Could you retype every entry below exactly as written?

Stored items from a collection
= = =
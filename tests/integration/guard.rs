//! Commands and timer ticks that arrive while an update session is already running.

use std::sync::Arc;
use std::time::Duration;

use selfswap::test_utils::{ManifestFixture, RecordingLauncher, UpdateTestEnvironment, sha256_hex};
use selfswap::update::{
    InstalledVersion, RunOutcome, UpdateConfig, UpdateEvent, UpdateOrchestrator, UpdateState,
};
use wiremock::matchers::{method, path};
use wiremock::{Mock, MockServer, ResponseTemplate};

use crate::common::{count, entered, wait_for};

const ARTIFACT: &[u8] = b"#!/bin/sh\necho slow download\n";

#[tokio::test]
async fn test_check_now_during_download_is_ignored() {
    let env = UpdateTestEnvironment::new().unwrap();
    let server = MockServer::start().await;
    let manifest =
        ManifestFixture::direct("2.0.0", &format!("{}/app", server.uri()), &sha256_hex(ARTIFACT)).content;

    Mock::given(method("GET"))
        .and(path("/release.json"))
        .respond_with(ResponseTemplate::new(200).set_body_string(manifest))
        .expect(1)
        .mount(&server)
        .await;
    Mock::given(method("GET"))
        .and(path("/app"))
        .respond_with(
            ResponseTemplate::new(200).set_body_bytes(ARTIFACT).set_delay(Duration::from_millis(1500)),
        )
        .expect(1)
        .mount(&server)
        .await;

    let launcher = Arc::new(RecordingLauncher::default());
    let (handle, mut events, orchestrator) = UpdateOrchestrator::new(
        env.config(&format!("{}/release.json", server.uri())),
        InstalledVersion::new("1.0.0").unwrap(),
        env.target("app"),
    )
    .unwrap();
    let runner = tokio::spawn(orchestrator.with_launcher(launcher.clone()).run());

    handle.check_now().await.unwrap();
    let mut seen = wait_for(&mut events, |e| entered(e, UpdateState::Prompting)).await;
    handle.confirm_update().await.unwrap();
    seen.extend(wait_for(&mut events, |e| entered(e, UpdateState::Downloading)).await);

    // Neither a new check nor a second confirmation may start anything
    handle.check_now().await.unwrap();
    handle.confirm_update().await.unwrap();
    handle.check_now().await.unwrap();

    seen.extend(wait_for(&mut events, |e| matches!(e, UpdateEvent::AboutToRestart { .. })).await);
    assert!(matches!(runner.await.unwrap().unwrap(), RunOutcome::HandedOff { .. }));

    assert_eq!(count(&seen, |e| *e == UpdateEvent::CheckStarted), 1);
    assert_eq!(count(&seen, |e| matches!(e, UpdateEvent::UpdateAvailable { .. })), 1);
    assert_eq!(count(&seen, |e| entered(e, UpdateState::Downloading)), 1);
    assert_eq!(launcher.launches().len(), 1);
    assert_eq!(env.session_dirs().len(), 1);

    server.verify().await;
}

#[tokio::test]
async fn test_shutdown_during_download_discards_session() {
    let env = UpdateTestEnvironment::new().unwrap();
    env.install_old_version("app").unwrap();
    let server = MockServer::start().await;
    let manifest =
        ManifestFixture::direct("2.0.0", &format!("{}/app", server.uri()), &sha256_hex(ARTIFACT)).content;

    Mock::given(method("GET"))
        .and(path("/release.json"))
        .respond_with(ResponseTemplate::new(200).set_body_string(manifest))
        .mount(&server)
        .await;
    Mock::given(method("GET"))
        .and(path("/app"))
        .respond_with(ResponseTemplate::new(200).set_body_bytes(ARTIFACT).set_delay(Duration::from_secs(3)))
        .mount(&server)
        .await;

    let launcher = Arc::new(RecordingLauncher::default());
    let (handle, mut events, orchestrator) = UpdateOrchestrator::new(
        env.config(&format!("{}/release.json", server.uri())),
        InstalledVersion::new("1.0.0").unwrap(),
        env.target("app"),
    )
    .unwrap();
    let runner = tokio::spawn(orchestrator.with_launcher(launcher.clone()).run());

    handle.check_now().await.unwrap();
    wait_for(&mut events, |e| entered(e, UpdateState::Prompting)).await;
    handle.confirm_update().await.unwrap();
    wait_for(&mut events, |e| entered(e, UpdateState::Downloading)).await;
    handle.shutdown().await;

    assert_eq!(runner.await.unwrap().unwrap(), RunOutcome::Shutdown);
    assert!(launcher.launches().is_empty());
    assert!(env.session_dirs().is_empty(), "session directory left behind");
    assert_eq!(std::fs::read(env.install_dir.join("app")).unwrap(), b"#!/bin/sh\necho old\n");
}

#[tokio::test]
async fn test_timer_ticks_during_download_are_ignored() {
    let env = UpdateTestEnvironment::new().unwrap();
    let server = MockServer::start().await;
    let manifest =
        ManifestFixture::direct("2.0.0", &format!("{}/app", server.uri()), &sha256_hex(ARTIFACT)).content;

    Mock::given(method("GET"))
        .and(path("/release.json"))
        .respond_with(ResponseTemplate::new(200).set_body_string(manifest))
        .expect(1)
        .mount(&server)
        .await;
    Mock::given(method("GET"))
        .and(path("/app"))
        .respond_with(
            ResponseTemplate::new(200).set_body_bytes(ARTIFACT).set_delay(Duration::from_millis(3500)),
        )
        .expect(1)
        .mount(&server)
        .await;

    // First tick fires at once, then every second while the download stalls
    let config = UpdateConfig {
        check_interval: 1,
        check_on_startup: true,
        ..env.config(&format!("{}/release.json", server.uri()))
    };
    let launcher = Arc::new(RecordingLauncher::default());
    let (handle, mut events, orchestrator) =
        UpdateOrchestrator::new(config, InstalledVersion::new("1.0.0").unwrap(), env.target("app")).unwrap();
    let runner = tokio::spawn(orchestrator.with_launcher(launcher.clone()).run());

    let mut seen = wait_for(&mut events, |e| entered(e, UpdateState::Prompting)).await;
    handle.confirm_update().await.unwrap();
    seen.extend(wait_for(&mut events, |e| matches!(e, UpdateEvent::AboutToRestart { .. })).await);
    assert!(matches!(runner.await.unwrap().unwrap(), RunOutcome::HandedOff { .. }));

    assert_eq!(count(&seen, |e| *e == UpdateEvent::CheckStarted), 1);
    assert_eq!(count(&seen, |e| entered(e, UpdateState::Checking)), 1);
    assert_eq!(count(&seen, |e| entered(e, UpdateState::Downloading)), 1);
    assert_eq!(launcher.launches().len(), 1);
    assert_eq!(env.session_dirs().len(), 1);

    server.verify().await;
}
= = =
• [SOLUTION BELOW]:
filename tests/integration/guard.rs
//! Commands and timer ticks that arrive while an update session is already running.

use std::sync::Arc;
use std::time::Duration;

use selfswap::test_utils::{ManifestFixture, RecordingLauncher, UpdateTestEnvironment, sha256_hex};
use selfswap::update::{
    InstalledVersion, RunOutcome, UpdateConfig, UpdateEvent, UpdateOrchestrator, UpdateState,
};
use wiremock::matchers::{method, path};
use wiremock::{Mock, MockServer, ResponseTemplate};

use crate::common::{count, entered, wait_for};

const ARTIFACT: &[u8] = b"#!/bin/sh\necho slow download\n";

#[tokio::test]
async fn test_check_now_during_download_is_ignored() {
    let env = UpdateTestEnvironment::new().unwrap();
    let server = MockServer::start().await;
    let manifest =
        ManifestFixture::direct("2.0.0", &format!("{}/app", server.uri()), &sha256_hex(ARTIFACT)).content;

    Mock::given(method("GET"))
        .and(path("/release.json"))
        .respond_with(ResponseTemplate::new(200).set_body_string(manifest))
        .expect(1)
        .mount(&server)
        .await;
    Mock::given(method("GET"))
        .and(path("/app"))
        .respond_with(
            ResponseTemplate::new(200).set_body_bytes(ARTIFACT).set_delay(Duration::from_millis(1500)),
        )
        .expect(1)
        .mount(&server)
        .await;

    let launcher = Arc::new(RecordingLauncher::default());
    let (handle, mut events, orchestrator) = UpdateOrchestrator::new(
        env.config(&format!("{}/release.json", server.uri())),
        InstalledVersion::new("1.0.0").unwrap(),
        env.target("app"),
    )
    .unwrap();
    let runner = tokio::spawn(orchestrator.with_launcher(launcher.clone()).run());

    handle.check_now().await.unwrap();
    let mut seen = wait_for(&mut events, |e| entered(e, UpdateState::Prompting)).await;
    handle.confirm_update().await.unwrap();
    seen.extend(wait_for(&mut events, |e| entered(e, UpdateState::Downloading)).await);

    // Neither a new check nor a second confirmation may start anything
    handle.check_now().await.unwrap();
    handle.confirm_update().await.unwrap();
    handle.check_now().await.unwrap();

    seen.extend(wait_for(&mut events, |e| matches!(e, UpdateEvent::AboutToRestart { .. })).await);
    assert!(matches!(runner.await.unwrap().unwrap(), RunOutcome::HandedOff { .. }));

    assert_eq!(count(&seen, |e| *e == UpdateEvent::CheckStarted), 1);
    assert_eq!(count(&seen, |e| matches!(e, UpdateEvent::UpdateAvailable { .. })), 1);
    assert_eq!(count(&seen, |e| entered(e, UpdateState::Downloading)), 1);
    assert_eq!(launcher.launches().len(), 1);
    assert_eq!(env.session_dirs().len(), 1);

    server.verify().await;
}

#[tokio::test]
async fn test_shutdown_during_download_discards_session() {
    let env = UpdateTestEnvironment::new().unwrap();
    env.install_old_version("app").unwrap();
    let server = MockServer::start().await;
    let manifest =
        ManifestFixture::direct("2.0.0", &format!("{}/app", server.uri()), &sha256_hex(ARTIFACT)).content;

    Mock::given(method("GET"))
        .and(path("/release.json"))
        .respond_with(ResponseTemplate::new(200).set_body_string(manifest))
        .mount(&server)
        .await;
    Mock::given(method("GET"))
        .and(path("/app"))
        .respond_with(ResponseTemplate::new(200).set_body_bytes(ARTIFACT).set_delay(Duration::from_secs(3)))
        .mount(&server)
        .await;

    let launcher = Arc::new(RecordingLauncher::default());
    let (handle, mut events, orchestrator) = UpdateOrchestrator::new(
        env.config(&format!("{}/release.json", server.uri())),
        InstalledVersion::new("1.0.0").unwrap(),
        env.target("app"),
    )
    .unwrap();
    let runner = tokio::spawn(orchestrator.with_launcher(launcher.clone()).run());

    handle.check_now().await.unwrap();
    wait_for(&mut events, |e| entered(e, UpdateState::Prompting)).await;
    handle.confirm_update().await.unwrap();
    wait_for(&mut events, |e| entered(e, UpdateState::Downloading)).await;
    handle.shutdown().await;

    assert_eq!(runner.await.unwrap().unwrap(), RunOutcome::Shutdown);
    assert!(launcher.launches().is_empty());
    assert!(env.session_dirs().is_empty(), "session directory left behind");
    assert_eq!(std::fs::read(env.install_dir.join("app")).unwrap(), b"#!/bin/sh\necho old\n");
}

#[tokio::test]
async fn test_timer_ticks_during_download_are_ignored() {
    let env = UpdateTestEnvironment::new().unwrap();
    let server = MockServer::start().await;
    let manifest =
        ManifestFixture::direct("2.0.0", &format!("{}/app", server.uri()), &sha256_hex(ARTIFACT)).content;

    Mock::given(method("GET"))
        .and(path("/release.json"))
        .respond_with(ResponseTemplate::new(200).set_body_string(manifest))
        .expect(1)
        .mount(&server)
        .await;
    Mock::given(method("GET"))
        .and(path("/app"))
        .respond_with(
            ResponseTemplate::new(200).set_body_bytes(ARTIFACT).set_delay(Duration::from_millis(3500)),
        )
        .expect(1)
        .mount(&server)
        .await;

    // First tick fires at once, then every second while the download stalls
    let config = UpdateConfig {
        check_interval: 1,
        check_on_startup: true,
        ..env.config(&format!("{}/release.json", server.uri()))
    };
    let launcher = Arc::new(RecordingLauncher::default());
    let (handle, mut events, orchestrator) =
        UpdateOrchestrator::new(config, InstalledVersion::new("1.0.0").unwrap(), env.target("app")).unwrap();
    let runner = tokio::spawn(orchestrator.with_launcher(launcher.clone()).run());

    let mut seen = wait_for(&mut events, |e| entered(e, UpdateState::Prompting)).await;
    handle.confirm_update().await.unwrap();
    seen.extend(wait_for(&mut events, |e| matches!(e, UpdateEvent::AboutToRestart { .. })).await);
    assert!(matches!(runner.await.unwrap().unwrap(), RunOutcome::HandedOff { .. }));

    assert_eq!(count(&seen, |e| *e == UpdateEvent::CheckStarted), 1);
    assert_eq!(count(&seen, |e| entered(e, UpdateState::Checking)), 1);
    assert_eq!(count(&seen, |e| entered(e, UpdateState::Downloading)), 1);
    assert_eq!(launcher.launches().len(), 1);
    assert_eq!(env.session_dirs().len(), 1);

    server.verify().await;
}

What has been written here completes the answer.